TikTok Ethnography Project
TikTok, a video sharing social media platform, is used for dancing, watching people drink wine in their pyjamas, videoing their dogs, and trying to throw ping pong balls into seemingly impossible gaps. At a time when most of us were forced to be home for large periods of time, the digital door was the only one we could access to step into the outside world and interact with the everyday.

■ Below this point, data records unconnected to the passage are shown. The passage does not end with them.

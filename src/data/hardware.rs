//! Hardware-specific information structures

use super::UNKNOWN;
use std::fmt;

/// CPU information
#[derive(Debug, Clone, PartialEq)]
pub struct CpuInfo {
    pub model: String,
    pub cores: Option<usize>,
    /// Clock speed, already formatted (`3.80 GHz`)
    pub speed: Option<String>,
}

impl CpuInfo {
    pub fn unknown() -> Self {
        CpuInfo {
            model: UNKNOWN.to_string(),
            cores: None,
            speed: None,
        }
    }
}

/// Raw capacity numbers reported by a memory, swap or disk probe
#[derive(Debug, Clone, Copy, PartialEq, Eq)]
pub struct Capacity {
    pub total_bytes: u64,
    pub available_bytes: u64,
}

impl Capacity {
    pub fn used_bytes(&self) -> u64 {
        self.total_bytes.saturating_sub(self.available_bytes)
    }
}

/// Derived usage figures for memory, disk and swap
#[derive(Debug, Clone, PartialEq)]
pub struct UsageInfo {
    pub total: String,
    pub used: String,
    pub percentage: String,
}

impl UsageInfo {
    pub fn unknown() -> Self {
        UsageInfo {
            total: UNKNOWN.to_string(),
            used: UNKNOWN.to_string(),
            percentage: UNKNOWN.to_string(),
        }
    }

    pub fn is_unknown(&self) -> bool {
        super::is_unknown(&self.total)
    }
}

/// Charge state reported by a battery
#[derive(Debug, Clone, Copy, PartialEq, Eq)]
pub enum BatteryStatus {
    Charging,
    Discharging,
    Full,
    NotCharging,
    Unknown,
}

impl BatteryStatus {
    /// Parse the status strings used by sysfs, pmset and wmic
    pub fn parse(raw: &str) -> Self {
        match raw.trim().to_lowercase().as_str() {
            "charging" => BatteryStatus::Charging,
            "discharging" => BatteryStatus::Discharging,
            "full" | "charged" | "finishing charge" => BatteryStatus::Full,
            "not charging" | "not-charging" | "ac attached" => BatteryStatus::NotCharging,
            _ => BatteryStatus::Unknown,
        }
    }
}

impl fmt::Display for BatteryStatus {
    fn fmt(&self, f: &mut fmt::Formatter<'_>) -> fmt::Result {
        let label = match self {
            BatteryStatus::Charging => "Charging",
            BatteryStatus::Discharging => "Discharging",
            BatteryStatus::Full => "Full",
            BatteryStatus::NotCharging => "Not charging",
            BatteryStatus::Unknown => UNKNOWN,
        };
        f.write_str(label)
    }
}

/// One battery; devices may report several
#[derive(Debug, Clone, PartialEq)]
pub struct BatteryEntry {
    pub name: String,
    /// Percentage string such as `85%`
    pub capacity: String,
    pub status: BatteryStatus,
    pub time_remaining: Option<String>,
    pub voltage: Option<String>,
    pub temperature: Option<String>,
    pub current: Option<String>,
    pub power: Option<String>,
}

impl BatteryEntry {
    pub fn new(name: impl Into<String>, capacity: impl Into<String>, status: BatteryStatus) -> Self {
        BatteryEntry {
            name: name.into(),
            capacity: capacity.into(),
            status,
            time_remaining: None,
            voltage: None,
            temperature: None,
            current: None,
            power: None,
        }
    }
}

/// One connected display
#[derive(Debug, Clone, PartialEq)]
pub struct DisplayEntry {
    pub name: String,
    /// `WxH`
    pub resolution: String,
    pub refresh: Option<String>,
    pub size: Option<String>,
}

impl fmt::Display for DisplayEntry {
    fn fmt(&self, f: &mut fmt::Formatter<'_>) -> fmt::Result {
        write!(f, "{}", self.resolution)?;
        if let Some(refresh) = &self.refresh {
            write!(f, " {}", refresh)?;
        }
        if let Some(size) = &self.size {
            write!(f, " {}", size)?;
        }
        if !self.name.is_empty() {
            write!(f, " ({})", self.name)?;
        }
        Ok(())
    }
}
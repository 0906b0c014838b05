//! Command-line arguments and logging setup

use clap::Parser;
use std::path::PathBuf;
use tracing_subscriber::EnvFilter;

/// Environment variable holding a `tracing` filter directive
pub const LOG_ENV: &str = "ARTFETCH_LOG";

#[derive(Parser, Debug, Default)]
#[command(name = "artfetch")]
#[command(version, about = "Show system information beside ASCII art")]
pub struct Cli {
    /// Name shown in place of the hostname
    #[arg(long)]
    pub name: Option<String>,

    /// Force the art for this system instead of detecting it
    #[arg(long)]
    pub system: Option<String>,

    /// Print the available art systems and exit
    #[arg(long)]
    pub list_systems: bool,

    /// Config file to use instead of the default locations
    #[arg(long, value_name = "PATH")]
    pub config: Option<PathBuf>,

    /// Directory containing `<system>.txt` art files
    #[arg(long, value_name = "DIR")]
    pub ascii_dir: Option<PathBuf>,

    /// Log probe fallbacks to stderr
    #[arg(short, long)]
    pub verbose: bool,
}

/// Install the stderr subscriber. `ARTFETCH_LOG` beats `--verbose`.
pub fn init_logging(verbose: bool) {
    let default = if verbose { "debug" } else { "warn" };
    let filter = EnvFilter::try_from_env(LOG_ENV).unwrap_or_else(|_| EnvFilter::new(default));

    // A second init (tests) is harmless
    let _ = tracing_subscriber::fmt()
        .with_env_filter(filter)
        .with_writer(std::io::stderr)
        .with_target(false)
        .try_init();
}
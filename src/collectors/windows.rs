//! Windows probes (wmic, reg, ipconfig)

use super::{desktop, packages, sensors, PlatformProbe};
use crate::data::{BatteryEntry, Capacity, CpuInfo, DisplayEntry, NetworkInterface, OsInfo, ThemeInfo, UNKNOWN};
use crate::error::{FetchError, Result};
use crate::utils::{command::*, parsing::*};
use std::collections::HashMap;

pub struct WindowsProbe;

/// `wmic <class...> get <fields> /value` as key/value pairs
fn wmic(class: &[&str], fields: &str) -> Result<HashMap<String, String>> {
    let mut args: Vec<&str> = class.to_vec();
    args.extend(["get", fields, "/value"]);
    let values = parse_key_values(&run_command("wmic", &args)?);
    if values.is_empty() {
        return Err(FetchError::parse(format!("wmic {} returned no values", class.join(" "))));
    }
    Ok(values)
}

fn wmic_u64(values: &HashMap<String, String>, key: &str) -> Result<u64> {
    values
        .get(key)
        .and_then(|value| value.parse().ok())
        .ok_or_else(|| FetchError::parse(format!("wmic field {} missing", key)))
}

impl PlatformProbe for WindowsProbe {
    fn name(&self) -> &'static str {
        "Windows"
    }

    fn os(&self) -> Result<OsInfo> {
        let values = wmic(&["os"], "Caption,Version")?;
        let caption = values.get("Caption").cloned().unwrap_or_else(|| "Windows".to_string());
        let version = values.get("Version").cloned().unwrap_or_else(|| UNKNOWN.to_string());

        Ok(OsInfo {
            distro: caption.trim_start_matches("Microsoft ").to_string(),
            release: version.clone(),
            kernel: version,
            id: None,
        })
    }

    fn cpu(&self) -> Result<CpuInfo> {
        let values = wmic(&["cpu"], "Name,NumberOfLogicalProcessors,MaxClockSpeed")?;
        let model = values
            .get("Name")
            .cloned()
            .ok_or_else(|| FetchError::detection("no CPU name"))?;

        Ok(CpuInfo {
            model,
            cores: values.get("NumberOfLogicalProcessors").and_then(|n| n.parse().ok()),
            speed: values
                .get("MaxClockSpeed")
                .and_then(|mhz| mhz.parse::<f64>().ok())
                .map(|mhz| format!("{:.2} GHz", mhz / 1000.0)),
        })
    }

    fn gpu(&self) -> Result<String> {
        let output = run_command("wmic", &["path", "Win32_VideoController", "get", "Name", "/value"])?;
        let mut names: Vec<String> = Vec::new();
        for record in parse_wmic_records(&output) {
            if let Some(name) = record.get("Name").filter(|name| !name.is_empty()) {
                if !names.contains(name) {
                    names.push(name.clone());
                }
            }
        }
        if names.is_empty() {
            return Err(FetchError::detection("no video controller"));
        }
        Ok(names.join(", "))
    }

    fn memory(&self) -> Result<Capacity> {
        let values = wmic(&["os"], "TotalVisibleMemorySize,FreePhysicalMemory")?;
        Ok(Capacity {
            total_bytes: wmic_u64(&values, "TotalVisibleMemorySize")? * 1024,
            available_bytes: wmic_u64(&values, "FreePhysicalMemory")? * 1024,
        })
    }

    fn disk(&self) -> Result<Capacity> {
        let values = wmic(&["logicaldisk", "where", "DeviceID='C:'"], "Size,FreeSpace")?;
        Ok(Capacity {
            total_bytes: wmic_u64(&values, "Size")?,
            available_bytes: wmic_u64(&values, "FreeSpace")?,
        })
    }

    fn uptime(&self) -> Result<u64> {
        let values = wmic(&["path", "Win32_PerfFormattedData_PerfOS_System"], "SystemUpTime")?;
        wmic_u64(&values, "SystemUpTime")
    }

    fn batteries(&self) -> Result<Vec<BatteryEntry>> {
        sensors::windows_batteries()
    }

    fn packages(&self) -> Result<String> {
        packages::windows_packages()
    }

    fn displays(&self) -> Result<Vec<DisplayEntry>> {
        let output = run_command(
            "wmic",
            &[
                "path",
                "Win32_VideoController",
                "get",
                "Name,CurrentHorizontalResolution,CurrentVerticalResolution,CurrentRefreshRate",
                "/value",
            ],
        )?;
        let displays = parse_video_controllers(&output);
        if displays.is_empty() {
            return Err(FetchError::detection("no active video controller"));
        }
        Ok(displays)
    }

    fn theme(&self) -> Result<ThemeInfo> {
        desktop::windows_theme()
    }

    fn network(&self) -> Result<Vec<NetworkInterface>> {
        let output = run_command("ipconfig", &[])?;
        Ok(parse_ipconfig(&output))
    }

    fn swap(&self) -> Result<Capacity> {
        let values = wmic(&["pagefile"], "AllocatedBaseSize,CurrentUsage")?;
        // Both values are in megabytes
        let total = wmic_u64(&values, "AllocatedBaseSize")? * 1024 * 1024;
        let used = wmic_u64(&values, "CurrentUsage")? * 1024 * 1024;
        Ok(Capacity {
            total_bytes: total,
            available_bytes: total.saturating_sub(used),
        })
    }
}

/// Video controllers that currently drive a display
pub fn parse_video_controllers(output: &str) -> Vec<DisplayEntry> {
    parse_wmic_records(output)
        .into_iter()
        .filter_map(|record| {
            let width = record.get("CurrentHorizontalResolution").filter(|v| !v.is_empty())?;
            let height = record.get("CurrentVerticalResolution").filter(|v| !v.is_empty())?;
            Some(DisplayEntry {
                name: record.get("Name").cloned().unwrap_or_default(),
                resolution: format!("{}x{}", width, height),
                refresh: record
                    .get("CurrentRefreshRate")
                    .filter(|hz| !hz.is_empty() && hz.as_str() != "0")
                    .map(|hz| format!("{} Hz", hz)),
                size: None,
            })
        })
        .collect()
}

/// IPv4 addresses per adapter section of `ipconfig`
pub fn parse_ipconfig(output: &str) -> Vec<NetworkInterface> {
    let mut interfaces = Vec::new();
    let mut adapter: Option<String> = None;

    for line in output.lines() {
        let trimmed = line.trim();
        if trimmed.is_empty() {
            continue;
        }
        if !line.starts_with(char::is_whitespace) {
            adapter = trimmed
                .strip_suffix(':')
                .map(|header| header.split_once(" adapter ").map_or(header, |(_, name)| name).to_string());
            continue;
        }
        if trimmed.starts_with("IPv4 Address") {
            if let (Some(name), Some(ip)) = (adapter.as_ref(), trimmed.rsplit(':').next()) {
                interfaces.push(NetworkInterface {
                    name: name.clone(),
                    ip: ip.trim().trim_end_matches("(Preferred)").to_string(),
                });
            }
        }
    }

    interfaces
}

TikTok has played a crucial part in coordinating BLM protests, it has been used to explore issues of race and gender, historical and colonial violence, and to disrupt a Trump rally. It is used by factory workers in Turkey and China to highlight the precarity of their work. It has also led to TikTok users explicitly theorising about the role of algorithm in how our online lives are structured. Leading some to refer to ‘their algorithm’, the ‘intimate relationship’ they have with it, and how they try to negotiate with it.
Through this confusing array of alternate worlds within TikTok, many of our interviewees emphasised a sense of belonging, an intimacy, a sense of ‘community’. What is it about this app that makes it appealing for many? That seems to create a sense of belonging? Why were people taking to TikTok during the pandemic? How does the platform allow for the conceptualisation of the challenges the pandemic presents?
The TikTok Ethnography Collective is a collective of students, lecturers, researchers, anthropologists and artists who have come together to ask what it might mean to collaborate on a research project in the digital world. This project is both an ethnography of TikTok and a questioning of how we can blur the boundaries between pedagogy and research. How can we work collaboratively with a diverse range of actors within the academy and beyond in a meaningful way? How can we re-think what it means to conduct research? This project explores the anthropological and pedagogical possibilities offered by working together to explore the world of TikTok.